Based on the provided event log and attributes, several attributes could be considered sensitive for fairness. Fairness in this context refers to ensuring that the process treats all individuals equally, regardless of their characteristics. Here are the attributes that might raise fairness concerns:

1. **case:citizen**: This attribute indicates whether the patient is a citizen or not. If the process treats citizens and non-citizens differently, it could raise fairness concerns. For example, if citizens are more likely to receive certain treatments or have faster processing times, this could be seen as unfair.

2. **case:gender**: This attribute indicates the gender of the patient. If the process outcomes differ based on gender, it could indicate gender bias. For instance, if one gender is more likely to receive a particular diagnosis or treatment, this could raise fairness concerns.

3. **case:german speaking**: This attribute indicates whether the patient speaks German or not. If the process treats German-speaking patients differently, it could raise fairness concerns related to language bias. For example, if German-speaking patients have faster processing times or better outcomes, this could be seen as unfair to non-German speaking patients.

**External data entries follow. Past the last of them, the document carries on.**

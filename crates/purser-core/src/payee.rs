//! Payment recipients

use rust_decimal::Decimal;

use crate::address::Address;
use crate::{amount, Result};

/// One payment recipient: a validated address and a chain-native amount.
///
/// Payee order is significant: it drives fee apportionment on UTXO chains
/// and nonce assignment on account chains.
#[derive(Debug, Clone)]
pub struct Payee {
    /// Destination address
    pub address: Address,
    /// Amount in chain-native units
    pub amount: Decimal,
}

impl Payee {
    /// Create a payee
    pub fn new(address: Address, amount: Decimal) -> Self {
        Self { address, amount }
    }

    /// Amount in smallest units for the given decimal scale
    pub fn base_units(&self, decimals: u32) -> Result<u128> {
        amount::to_base_units(self.amount, decimals)
    }
}

/// Sum of all payee amounts in smallest units
pub fn total_base_units(payees: &[Payee], decimals: u32) -> Result<u128> {
    let mut total: u128 = 0;
    for payee in payees {
        total = amount::checked_sum([total, payee.base_units(decimals)?])?;
    }
    Ok(total)
}
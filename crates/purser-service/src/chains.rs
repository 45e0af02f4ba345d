//! Per-currency chain compositions
//!
//! Each chain wires a validator, fee oracle, transaction builder, node
//! client, and signer into the uniform wallet surface the registry
//! exposes: validate an address, create a wallet, send money, read a
//! balance.

use std::fmt;
use std::sync::Arc;

use purser_core::{
    amount, AccountNode, AccountTransactionBuilder, Address, AddressValidator, FeeOracle, Payee,
    Result, Signer, TokenMethodEncoder, TransferMode, UtxoNode, UtxoTransactionBuilder,
};
use purser_params::{Currency, NetworkType};
use rust_decimal::Decimal;
use tracing::info;
use zeroize::Zeroizing;

use crate::proxy::PaymentRequest;

/// A UTXO chain behind the uniform wallet surface
pub struct UtxoChain {
    currency: Currency,
    network: NetworkType,
    validator: AddressValidator,
    builder: UtxoTransactionBuilder,
    signer: Arc<dyn Signer>,
}

impl UtxoChain {
    /// Compose a UTXO chain from its collaborators
    pub fn new(
        currency: Currency,
        network: NetworkType,
        node: Arc<dyn UtxoNode>,
        oracle: FeeOracle,
        signer: Arc<dyn Signer>,
    ) -> Self {
        Self {
            currency,
            network,
            validator: AddressValidator::new(network),
            builder: UtxoTransactionBuilder::new(currency, network, node, oracle, signer.clone()),
            signer,
        }
    }

    /// Currency this chain serves
    pub fn currency(&self) -> Currency {
        self.currency
    }

    /// Validate an address for this chain; `None` when it does not pass
    pub fn validate_addr(&self, address: &str) -> Option<Address> {
        self.validator.validate_opt(self.currency, address)
    }

    /// Generate a keypair and register the address watch-only with the
    /// node, so its outputs show up in unspent listings.
    pub async fn create_wallet(&self) -> Result<(Address, Zeroizing<String>)> {
        let (address, private_key) = self.signer.create_keypair(self.currency, self.network)?;
        self.builder.watch(&address).await?;
        info!(currency = %self.currency, address = %address, "Created wallet");
        Ok((address, private_key))
    }

    /// Pay every payee out of one transaction, returning its id
    pub async fn send_money(&self, private_key: &str, payees: &[PaymentRequest]) -> Result<String> {
        let payees = check_payees(&self.validator, self.currency, payees)?;
        self.builder.send(private_key, &payees).await
    }

    /// Confirmed balance of an address, in chain-native units
    pub async fn get_balance(&self, address: &str) -> Result<Decimal> {
        let address = self.validator.validate(self.currency, address)?;
        let units = self.builder.balance(&address).await?;
        amount::from_base_units(units, self.currency.decimals())
    }
}

/// The native account chain behind the uniform wallet surface
pub struct AccountChain {
    currency: Currency,
    network: NetworkType,
    validator: AddressValidator,
    builder: AccountTransactionBuilder,
    node: Arc<dyn AccountNode>,
    signer: Arc<dyn Signer>,
}

impl AccountChain {
    /// Compose the account chain from its collaborators
    pub fn new(
        currency: Currency,
        network: NetworkType,
        node: Arc<dyn AccountNode>,
        oracle: FeeOracle,
        signer: Arc<dyn Signer>,
        chain_id: u64,
    ) -> Self {
        Self {
            currency,
            network,
            validator: AddressValidator::new(network),
            builder: AccountTransactionBuilder::new(
                currency,
                network,
                node.clone(),
                oracle,
                signer.clone(),
                chain_id,
                TransferMode::Native,
            ),
            node,
            signer,
        }
    }

    /// Currency this chain serves
    pub fn currency(&self) -> Currency {
        self.currency
    }

    /// Validate an address for this chain; `None` when it does not pass
    pub fn validate_addr(&self, address: &str) -> Option<Address> {
        self.validator.validate_opt(self.currency, address)
    }

    /// Generate a keypair
    pub async fn create_wallet(&self) -> Result<(Address, Zeroizing<String>)> {
        let (address, private_key) = self.signer.create_keypair(self.currency, self.network)?;
        info!(currency = %self.currency, address = %address, "Created wallet");
        Ok((address, private_key))
    }

    /// Pay each payee with its own transaction, returning ids in payee order
    pub async fn send_money(
        &self,
        private_key: &str,
        payees: &[PaymentRequest],
    ) -> Result<Vec<String>> {
        let payees = check_payees(&self.validator, self.currency, payees)?;
        self.builder.send(private_key, &payees).await
    }

    /// Balance of an address, in chain-native units
    pub async fn get_balance(&self, address: &str) -> Result<Decimal> {
        let address = self.validator.validate(self.currency, address)?;
        let units = self.node.balance(&address).await?;
        amount::from_base_units(units, self.currency.decimals())
    }

    /// Move an account's whole balance, minus gas, to one destination
    pub async fn sweep(&self, private_key: &str, to: &str) -> Result<String> {
        let to = self.validator.validate(self.currency, to)?;
        self.builder.sweep(private_key, &to).await
    }
}

/// Gas money granted to new token wallets from an operator reservoir
pub struct GasFunding {
    reservoir_key: Zeroizing<String>,
    amount: Decimal,
}

impl GasFunding {
    /// Grant `amount` of the base currency from the reservoir key
    pub fn new(reservoir_key: Zeroizing<String>, amount: Decimal) -> Self {
        Self {
            reservoir_key,
            amount,
        }
    }
}

impl fmt::Debug for GasFunding {
    fn fmt(&self, f: &mut fmt::Formatter<'_>) -> fmt::Result {
        f.debug_struct("GasFunding")
            .field("amount", &self.amount)
            .finish()
    }
}

/// A token contract riding the account chain, behind the uniform surface
pub struct TokenChain {
    currency: Currency,
    network: NetworkType,
    validator: AddressValidator,
    builder: AccountTransactionBuilder,
    native_builder: AccountTransactionBuilder,
    funding: Option<GasFunding>,
    signer: Arc<dyn Signer>,
}

impl TokenChain {
    /// Compose the token chain from its collaborators.
    ///
    /// Token transfers and the reservoir's gas grants ride the same node
    /// and gas price policy; only the transfer mode differs.
    #[allow(clippy::too_many_arguments)]
    pub fn new(
        currency: Currency,
        network: NetworkType,
        node: Arc<dyn AccountNode>,
        oracle: FeeOracle,
        signer: Arc<dyn Signer>,
        chain_id: u64,
        contract: Address,
        funding: Option<GasFunding>,
    ) -> Self {
        let encoder = TokenMethodEncoder::new(currency.decimals());
        Self {
            currency,
            network,
            validator: AddressValidator::new(network),
            builder: AccountTransactionBuilder::new(
                currency,
                network,
                node.clone(),
                oracle.clone(),
                signer.clone(),
                chain_id,
                TransferMode::Token { contract, encoder },
            ),
            native_builder: AccountTransactionBuilder::new(
                Currency::Eth,
                network,
                node,
                oracle,
                signer.clone(),
                chain_id,
                TransferMode::Native,
            ),
            funding,
            signer,
        }
    }

    /// Currency this chain serves
    pub fn currency(&self) -> Currency {
        self.currency
    }

    /// Validate an address for this chain; `None` when it does not pass
    pub fn validate_addr(&self, address: &str) -> Option<Address> {
        self.validator.validate_opt(self.currency, address)
    }

    /// Generate a keypair, granting it gas money from the reservoir when
    /// one is configured. A token wallet cannot move tokens without the
    /// base currency to pay gas.
    pub async fn create_wallet(&self) -> Result<(Address, Zeroizing<String>)> {
        let (address, private_key) = self.signer.create_keypair(self.currency, self.network)?;
        if let Some(funding) = &self.funding {
            let grant = Payee::new(address.clone(), funding.amount);
            self.native_builder
                .send(&funding.reservoir_key, &[grant])
                .await?;
            info!(
                currency = %self.currency,
                address = %address,
                amount = %funding.amount,
                "Funded new wallet with gas money"
            );
        }
        info!(currency = %self.currency, address = %address, "Created wallet");
        Ok((address, private_key))
    }

    /// Pay each payee with its own transfer call, returning ids in payee
    /// order
    pub async fn send_money(
        &self,
        private_key: &str,
        payees: &[PaymentRequest],
    ) -> Result<Vec<String>> {
        let payees = check_payees(&self.validator, self.currency, payees)?;
        self.builder.send(private_key, &payees).await
    }

    /// Token balance of an address via a read-only contract call
    pub async fn get_balance(&self, address: &str) -> Result<Decimal> {
        let address = self.validator.validate(self.currency, address)?;
        let units = self.builder.token_balance(&address).await?;
        amount::from_base_units(units, self.currency.decimals())
    }
}

fn check_payees(
    validator: &AddressValidator,
    currency: Currency,
    payees: &[PaymentRequest],
) -> Result<Vec<Payee>> {
    payees
        .iter()
        .map(|request| {
            let address = validator.validate(currency, &request.address)?;
            Ok(Payee::new(address, request.amount))
        })
        .collect()
}

#[cfg(test)]
mod tests {
    use super::*;

    #[test]
    fn test_gas_funding_debug_omits_the_key() {
        let funding = GasFunding::new(
            Zeroizing::new("0xdeadbeef".to_string()),
            Decimal::new(1, 1),
        );
        let rendered = format!("{funding:?}");
        assert!(!rendered.contains("deadbeef"));
        assert!(rendered.contains("0.1"));
    }
}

4. **case:private_insurance**: This attribute indicates whether the patient has private insurance or not. If the process treats patients with private insurance differently, it could raise fairness concerns related to socio-economic status. For instance, if patients with private insurance receive better or faster treatment, this could be seen as unfair to patients without private insurance.

5. **case:underlying_condition**: This attribute indicates whether the patient has an underlying condition or not. If the process treats patients with underlying conditions differently, it could raise fairness concerns related to health status. For example, if patients with underlying conditions are more likely to receive certain treatments or have longer processing times, this could be seen as unfair.

To ensure fairness, it's important to analyze these attributes in relation to process outcomes and identify any disparities that might indicate bias. If such disparities are found, steps should be taken to address them and ensure that the process treats all patients equally, regardless of their characteristics.